### [Exercise prompt]
For the listing that follows, report how many lines contain the string "from", giving the number alone.

### [Information]
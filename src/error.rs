//! Error types for the eCat verification engine.
//!
//! This module provides the error hierarchy for every stage of a
//! verification run: configuration, external tool invocations, deployer
//! lifecycle, state assertions, and reporting.

use std::path::PathBuf;
use thiserror::Error;

use crate::state::TerraformState;

/// The main error type for eCat.
#[derive(Debug, Error)]
pub enum EcatError {
    /// Configuration-related errors.
    #[error("Configuration error: {0}")]
    Config(#[from] ConfigError),

    /// The external infrastructure tool reported a failure.
    #[error("Command error: {0}")]
    Command(#[from] CommandError),

    /// A verification assertion failed.
    #[error("Wrong state: {0}")]
    WrongState(#[from] WrongStateError),

    /// Deployer lifecycle errors.
    #[error("Deployer error: {0}")]
    Deploy(#[from] DeployError),

    /// Reporting errors.
    #[error("Reporting error: {0}")]
    Report(#[from] ReportError),

    /// IO errors.
    #[error("IO error: {0}")]
    Io(#[from] std::io::Error),

    /// Generic internal error.
    #[error("Internal error: {0}")]
    Internal(String),
}

/// Configuration-related errors.
#[derive(Debug, Error)]
pub enum ConfigError {
    /// The configuration file was not found.
    #[error("Configuration file not found: {path}")]
    FileNotFound {
        /// Path to the missing file.
        path: PathBuf,
    },

    /// The configuration file could not be parsed.
    #[error("Failed to parse configuration: {message}")]
    ParseError {
        /// Description of the parse error.
        message: String,
        /// Optional source location.
        location: Option<String>,
    },

    /// Validation failed.
    #[error("Configuration validation failed: {message}")]
    ValidationError {
        /// Description of the validation error.
        message: String,
        /// Field that failed validation.
        field: Option<String>,
    },

    /// The project id does not follow the naming convention.
    #[error("Project id '{project_id}' does not match the format {pattern}")]
    InvalidProjectId {
        /// The rejected project id.
        project_id: String,
        /// The expected pattern.
        pattern: String,
    },
}

/// Failures reported by, or while running, the external tool.
#[derive(Debug, Error)]
pub enum CommandError {
    /// The tool exited with a designated failure code.
    #[error("'{command}' failed with exit code {exit_code}: {stderr}")]
    Failed {
        /// The full command line.
        command: String,
        /// Process exit code (`-1` when terminated by a signal).
        exit_code: i32,
        /// Captured standard output.
        stdout: String,
        /// Captured standard error.
        stderr: String,
    },

    /// The tool did not finish within the configured timeout.
    #[error("'{command}' timed out after {timeout_secs}s")]
    TimedOut {
        /// The full command line.
        command: String,
        /// Timeout that elapsed.
        timeout_secs: u64,
    },

    /// The tool could not be started.
    #[error("Failed to spawn '{command}': {message}")]
    SpawnFailed {
        /// The full command line.
        command: String,
        /// Description of the spawn failure.
        message: String,
    },
}

/// Stage of a verification run at which a failure occurred.
#[derive(Debug, Clone, Copy, PartialEq, Eq, serde::Serialize, serde::Deserialize)]
#[serde(rename_all = "snake_case")]
pub enum VerificationStage {
    /// Building the test and real deployers.
    Setup,
    /// Applying the test deployment.
    TestApply,
    /// Checking that the test state targets the requested project.
    IdentityCheck,
    /// Applying the real deployment.
    RealApply,
    /// Comparing the normalized test and real states.
    StateComparison,
    /// Destroying the test deployment.
    TestTeardown,
    /// Checking that the test deployment is fully gone.
    TeardownCheck,
}

/// A verification assertion failed.
#[derive(Debug, Error)]
pub enum WrongStateError {
    /// The applied state belongs to a different project.
    #[error("identity mismatch: expected project '{expected}', state reports '{found}'")]
    IdentityMismatch {
        /// The requested project id.
        expected: String,
        /// The project id found in the state outputs.
        found: String,
    },

    /// The test and real states do not compare as the policy requires.
    #[error("state divergence: {detail}")]
    StateDivergence {
        /// Human-readable description.
        detail: String,
        /// JSON paths that differ between the two documents.
        differences: Vec<String>,
        /// Normalized test state.
        test_state: Box<TerraformState>,
        /// Normalized real state.
        real_state: Box<TerraformState>,
    },

    /// Resources or outputs survived the test teardown.
    #[error("incomplete teardown: {outputs} output(s) and {resources} resource(s) remain")]
    IncompleteTeardown {
        /// Number of remaining outputs.
        outputs: usize,
        /// Number of remaining resources.
        resources: usize,
    },
}

/// Deployer lifecycle errors.
#[derive(Debug, Error)]
pub enum DeployError {
    /// The requested operation is not allowed in the current phase.
    #[error("Cannot {operation} a deployer in phase '{phase}'")]
    InvalidTransition {
        /// The attempted operation.
        operation: String,
        /// The phase the deployer was in.
        phase: String,
    },

    /// A source file path would escape the working directory.
    #[error("Source file path is not a safe relative path: {path}")]
    UnsafeSourcePath {
        /// The rejected path.
        path: String,
    },

    /// A plan produced for another working directory was passed to `run`.
    #[error("Plan {plan} does not belong to working directory {working_dir}")]
    ForeignPlan {
        /// Path of the plan file.
        plan: PathBuf,
        /// Working directory of the deployer.
        working_dir: PathBuf,
    },

    /// Another live deployer holds the working directory.
    #[error("Working directory {path} is locked by {holder} since {since}")]
    WorkingDirLocked {
        /// Path of the lock file.
        path: PathBuf,
        /// Identifier of the lock holder.
        holder: String,
        /// When the lock was acquired.
        since: String,
    },

    /// The tool returned a state document that could not be parsed.
    #[error("Invalid state document: {message}")]
    InvalidState {
        /// Description of the parse error.
        message: String,
    },
}

/// Reporting errors.
#[derive(Debug, Error)]
pub enum ReportError {
    /// Metric extra data used a reserved key.
    #[error("Metric extra data must not contain the reserved key '{key}'")]
    ReservedKey {
        /// The offending key.
        key: String,
    },

    /// A metric value has the wrong type for its metric.
    #[error("Metric '{metric}' expects a value of type {expected}")]
    InvalidMetricValue {
        /// Metric name.
        metric: String,
        /// Expected value type.
        expected: String,
    },

    /// The metrics file could not be written.
    #[error("Failed to write metrics to {path}: {message}")]
    WriteFailed {
        /// Target path.
        path: PathBuf,
        /// Description of the failure.
        message: String,
    },
}

/// Result type alias for eCat operations.
pub type Result<T> = std::result::Result<T, EcatError>;

impl EcatError {
    /// Creates a new internal error with the given message.
    #[must_use]
    pub fn internal(message: impl Into<String>) -> Self {
        Self::Internal(message.into())
    }

    /// Returns true if this error is worth retrying by the caller.
    ///
    /// Nothing is retried internally; a timeout is the only failure that
    /// may clear up on its own.
    #[must_use]
    pub const fn is_retryable(&self) -> bool {
        matches!(self, Self::Command(CommandError::TimedOut { .. }))
    }
}

impl ConfigError {
    /// Creates a validation error for a specific field.
    #[must_use]
    pub fn validation(message: impl Into<String>, field: impl Into<String>) -> Self {
        Self::ValidationError {
            message: message.into(),
            field: Some(field.into()),
        }
    }
}

impl CommandError {
    /// Returns the command line that failed.
    #[must_use]
    pub fn command(&self) -> &str {
        match self {
            Self::Failed { command, .. }
            | Self::TimedOut { command, .. }
            | Self::SpawnFailed { command, .. } => command,
        }
    }
}

impl WrongStateError {
    /// Returns the verification stage this assertion belongs to.
    #[must_use]
    pub const fn stage(&self) -> VerificationStage {
        match self {
            Self::IdentityMismatch { .. } => VerificationStage::IdentityCheck,
            Self::StateDivergence { .. } => VerificationStage::StateComparison,
            Self::IncompleteTeardown { .. } => VerificationStage::TeardownCheck,
        }
    }
}

impl std::fmt::Display for VerificationStage {
    fn fmt(&self, f: &mut std::fmt::Formatter<'_>) -> std::fmt::Result {
        let s = match self {
            Self::Setup => "setup",
            Self::TestApply => "test_apply",
            Self::IdentityCheck => "identity_check",
            Self::RealApply => "real_apply",
            Self::StateComparison => "state_comparison",
            Self::TestTeardown => "test_teardown",
            Self::TeardownCheck => "teardown_check",
        };
        write!(f, "{s}")
    }
}

#[cfg(test)]
mod tests {
    use super::*;

    #[test]
    fn test_command_error_message_contains_stderr() {
        let err = CommandError::Failed {
            command: String::from("terraform state pull"),
            exit_code: 1,
            stdout: String::new(),
            stderr: String::from("no such resource"),
        };
        assert!(err.to_string().contains("no such resource"));
        assert_eq!(err.command(), "terraform state pull");
    }

    #[test]
    fn test_only_timeouts_are_retryable() {
        let timeout = EcatError::Command(CommandError::TimedOut {
            command: String::from("terraform apply"),
            timeout_secs: 10,
        });
        let failed = EcatError::Command(CommandError::Failed {
            command: String::from("terraform apply"),
            exit_code: 1,
            stdout: String::new(),
            stderr: String::new(),
        });
        assert!(timeout.is_retryable());
        assert!(!failed.is_retryable());
    }

    #[test]
    fn test_wrong_state_stage() {
        let err = WrongStateError::IncompleteTeardown {
            outputs: 1,
            resources: 0,
        };
        assert_eq!(err.stage(), VerificationStage::TeardownCheck);
        assert_eq!(err.stage().to_string(), "teardown_check");
    }
}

### [Solution to this problem]
10